**Task prompt:**
In the material below, some lines carry "confidence". Copy each such line.

**Data to process:**
// Copyright 2019-2026 ChainSafe Systems
// SPDX-License-Identifier: Apache-2.0, MIT

use clap::Subcommand;

use crate::rpc::methods::common::{LogList, LogSetLevel, LogSetLevelRegex};
use crate::rpc::{self, RpcMethodExt as _};

#[derive(Debug, Subcommand)]
pub enum LogCommands {
    /// List the daemon's active log directives
    List,
    /// Set the level of one log target, such as `lily::jobs`
    SetLevel {
        target: String,
        /// One of `off`, `error`, `warn`, `info`, `debug`, `trace`
        level: String,
    },
    /// Set the level of every known log target matching a regular expression
    SetLevelRegex { regex: String, level: String },
}

impl LogCommands {
    pub async fn run(self, client: rpc::Client) -> anyhow::Result<()> {
        match self {
            Self::List => {
                for directive in LogList::call(&client, ()).await? {
                    println!("{directive}");
                }
            }
            Self::SetLevel { target, level } => {
                LogSetLevel::call(&client, (target, level)).await?;
            }
            Self::SetLevelRegex { regex, level } => {
                let changed = LogSetLevelRegex::call(&client, (regex, level)).await?;
                println!("{changed} target(s) changed");
            }
        }
        Ok(())
    }
}
// Copyright 2019-2026 ChainSafe Systems
// SPDX-License-Identifier: Apache-2.0, MIT

use std::time::Duration;

use clap::Subcommand;
use tabled::{builder::Builder, settings::Style};

use super::print_json;
use crate::rpc::methods::job::{LilyJobList, LilyJobStart, LilyJobStop, LilyJobWait};
use crate::rpc::methods::lily::{
    LilyGapFill, LilyGapFillConfig, LilyGapFind, LilyGapFindConfig, LilyJobConfig, LilySurvey,
    LilySurveyConfig, LilyTipSetWorkerConfig, LilyWalk, LilyWalkConfig, LilyWatch,
    LilyWatchConfig, StartTipSetWorker,
};
use crate::rpc::{self, RpcMethodExt as _};
use crate::schedule::{JobId, JobListResult};
use crate::shim::clock::ChainEpoch;

/// Flags every job submission takes.
#[derive(Debug, Clone, clap::Args)]
pub struct JobFlags {
    /// Comma separated task and task set names. Defaults to every task
    #[arg(long, value_delimiter = ',', env = "LILY_JOB_TASKS")]
    pub tasks: Vec<String>,
    /// Storage to write to, by its name in the configuration. Empty discards the output
    #[arg(long, default_value = "", env = "LILY_STORAGE")]
    pub storage: String,
    /// Job name. Defaults to `<type>_<id>`
    #[arg(long, default_value = "", env = "LILY_JOB_NAME")]
    pub name: String,
    /// Time allowed to index a single tipset. Zero disables the limit
    #[arg(long, default_value = "30s", value_parser = humantime::parse_duration, env = "LILY_JOB_WINDOW")]
    pub window: Duration,
    /// Restart the job after it fails
    #[arg(long, env = "LILY_JOB_RESTART_FAILURE")]
    pub restart_on_failure: bool,
    /// Restart the job after it completes
    #[arg(long, env = "LILY_JOB_RESTART_COMPLETION")]
    pub restart_on_completion: bool,
    /// Pause between restarts
    #[arg(long, default_value = "0s", value_parser = humantime::parse_duration, env = "LILY_JOB_RESTART_DELAY")]
    pub restart_delay: Duration,
}

impl JobFlags {
    pub fn to_config(&self) -> LilyJobConfig {
        LilyJobConfig {
            name: self.name.clone(),
            tasks: self.tasks.clone(),
            window: self.window,
            restart_on_failure: self.restart_on_failure,
            restart_on_completion: self.restart_on_completion,
            restart_delay: self.restart_delay,
            storage: self.storage.clone(),
        }
    }
}

/// An inclusive height range.
#[derive(Debug, Clone, Copy, clap::Args)]
pub struct RangeArgs {
    /// Lowest height to process
    #[arg(long)]
    pub from: ChainEpoch,
    /// Highest height to process
    #[arg(long)]
    pub to: ChainEpoch,
}

#[derive(Debug, Subcommand)]
pub enum RunCommands {
    /// Index every tipset in a height range
    Walk {
        #[command(flatten)]
        range: RangeArgs,
        /// Tipsets indexed concurrently
        #[arg(long, default_value_t = 1)]
        workers: usize,
        /// Publish tipsets to this queue instead of indexing them
        #[arg(long)]
        queue: Option<String>,
    },
    /// Follow the chain head and index tipsets once they are final enough
    Watch {
        /// Tipsets kept back from the head before indexing
        #[arg(long, default_value_t = 10)]
        confidence: usize,
        /// Tipsets indexed concurrently
        #[arg(long, default_value_t = 2)]
        workers: usize,
        /// Head events buffered while workers are busy
        #[arg(long, default_value_t = 5)]
        buffer_size: usize,
        /// Skip tipsets at or below the highest height already indexed
        #[arg(long)]
        watermark_skip: bool,
        /// Publish tipsets to this queue instead of indexing them
        #[arg(long)]
        queue: Option<String>,
    },
    /// Index the gaps recorded by `find`
    Fill {
        #[command(flatten)]
        range: RangeArgs,
        /// Tipsets indexed concurrently
        #[arg(long, default_value_t = 1)]
        workers: usize,
        /// Publish tipsets to this queue instead of indexing them
        #[arg(long)]
        queue: Option<String>,
    },
    /// Record heights whose tasks have not been indexed
    Find {
        #[command(flatten)]
        range: RangeArgs,
    },
    /// Periodically record the node's peers and their agents
    Survey {
        /// Time between samples
        #[arg(long, default_value = "1h", value_parser = humantime::parse_duration)]
        interval: Duration,
    },
    /// Index tipsets published to a queue
    TipsetWorker {
        /// Queue to consume, by its name in the configuration
        #[arg(long)]
        queue: String,
        /// Tipsets indexed concurrently
        #[arg(long, default_value_t = 1)]
        concurrency: usize,
    },
}

#[derive(Debug, Subcommand)]
pub enum JobCommands {
    /// Submit a job
    Run {
        #[command(flatten)]
        flags: JobFlags,
        #[command(subcommand)]
        kind: RunCommands,
    },
    /// Start a stopped job
    Start {
        /// Job ID
        id: JobId,
    },
    /// Stop a running job
    Stop {
        /// Job ID
        id: JobId,
    },
    /// Wait for a job to finish and print its final state
    Wait {
        /// Job ID
        id: JobId,
    },
    /// List the daemon's jobs
    List {
        /// Print JSON instead of a table
        #[arg(long)]
        json: bool,
    },
}

impl JobCommands {
    pub async fn run(self, client: rpc::Client) -> anyhow::Result<()> {
        match self {
            Self::Run { flags, kind } => {
                let submitted = kind.submit(&client, flags.to_config()).await?;
                print_json(&submitted)
            }
            Self::Start { id } => {
                LilyJobStart::call(&client, (id,)).await?;
                println!("Started job {id}");
                Ok(())
            }
            Self::Stop { id } => print_json(&LilyJobStop::call(&client, (id,)).await?),
            Self::Wait { id } => print_json(&LilyJobWait::call(&client, (id,)).await?),
            Self::List { json } => {
                let jobs = LilyJobList::call(&client, ()).await?;
                if json {
                    print_json(&jobs)
                } else {
                    println!("{}", jobs_table(&jobs));
                    Ok(())
                }
            }
        }
    }
}

impl RunCommands {
    pub async fn submit(
        self,
        client: &rpc::Client,
        job: LilyJobConfig,
    ) -> anyhow::Result<crate::schedule::JobSubmitResult> {
        let submitted = match self {
            Self::Walk {
                range,
                workers,
                queue,
            } => {
                let config = LilyWalkConfig {
                    job,
                    from: range.from,
                    to: range.to,
                    workers,
                    queue,
                };
                LilyWalk::call(client, (config,)).await?
            }
            Self::Watch {
                confidence,
                workers,
                buffer_size,
                watermark_skip,
                queue,
            } => {
                let config = LilyWatchConfig {
                    job,
                    confidence,
                    workers,
                    buffer_size,
                    watermark_skip,
                    queue,
                };
                LilyWatch::call(client, (config,)).await?
            }
            Self::Fill {
                range,
                workers,
                queue,
            } => {
                let config = LilyGapFillConfig {
                    job,
                    from: range.from,
                    to: range.to,
                    workers,
                    queue,
                };
                LilyGapFill::call(client, (config,)).await?
            }
            Self::Find { range } => {
                let config = LilyGapFindConfig {
                    job,
                    from: range.from,
                    to: range.to,
                };
                LilyGapFind::call(client, (config,)).await?
            }
            Self::Survey { interval } => {
                LilySurvey::call(client, (LilySurveyConfig { job, interval },)).await?
            }
            Self::TipsetWorker { queue, concurrency } => {
                let config = LilyTipSetWorkerConfig {
                    job,
                    queue,
                    concurrency,
                };
                StartTipSetWorker::call(client, (config,)).await?
            }
        };
        Ok(submitted)
    }
}

fn jobs_table(jobs: &[JobListResult]) -> String {
    let mut builder = Builder::default();
    builder.push_record([
        "ID", "Name", "Type", "State", "Runs", "Tasks", "Started", "Ended", "Error",
    ]);
    let time = |t: Option<chrono::DateTime<chrono::Utc>>| {
        t.map(|t| t.format("%Y-%m-%d %H:%M:%S").to_string())
            .unwrap_or_default()
    };
    for job in jobs {
        builder.push_record([
            job.id.to_string(),
            job.name.clone(),
            job.kind.clone(),
            job.state.to_string(),
            job.runs.to_string(),
            job.tasks.join(","),
            time(job.started_at),
            time(job.ended_at),
            job.error.clone().unwrap_or_default(),
        ]);
    }
    builder.build().with(Style::sharp()).to_string()
}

**Answer box:**
        confidence: usize,
                confidence,
                    confidence,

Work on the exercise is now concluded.